What is required:
Copy out each line containing "EnvFilter" from the entries below.

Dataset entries
//! Structured logging.
//!
//! # Responsibilities
//! - Initialize the tracing subscriber
//! - Configure log level from config, overridable via `RUST_LOG`
//!
//! # Design Decisions
//! - `RUST_LOG` wins over the configured level when set
//! - tower_http logs at the same level as the service, so request
//!   traces line up with handler logs

use tracing_subscriber::{layer::SubscriberExt, util::SubscriberInitExt, EnvFilter};

use crate::config::ObservabilityConfig;

/// Initialize the global tracing subscriber. Call once at startup.
pub fn init(config: &ObservabilityConfig) {
    let default_filter = format!(
        "model_registry={level},tower_http={level}",
        level = config.log_level
    );

    tracing_subscriber::registry()
        .with(EnvFilter::try_from_default_env().unwrap_or_else(|_| EnvFilter::new(default_filter)))
        .with(tracing_subscriber::fmt::layer())
        .init();
}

Response for this exercise:
use tracing_subscriber::{layer::SubscriberExt, util::SubscriberInitExt, EnvFilter};
        .with(EnvFilter::try_from_default_env().unwrap_or_else(|_| EnvFilter::new(default_filter)))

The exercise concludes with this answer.